▼▼▼

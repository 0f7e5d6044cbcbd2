//! Quadrature-point constitutive laws for explicit dynamics
//!
//! This crate evaluates the stress response at a collection of independent
//! quadrature points for an external finite element driver. Each point carries
//! committed (start-of-step) and trial (proposed) internal variables, and the
//! laws are routed by a [material::LawDispatcher].

/// Defines a type alias for the error type as a static string
pub type StrError = &'static str;

pub mod base;
pub mod material;
pub mod prelude;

▲▲▲

> **Required action**: Scan the material above for the word "laws", and copy every line in which it is found.

> **Solution for this task**:
//! Quadrature-point constitutive laws for explicit dynamics
//! laws are routed by a [material::LawDispatcher].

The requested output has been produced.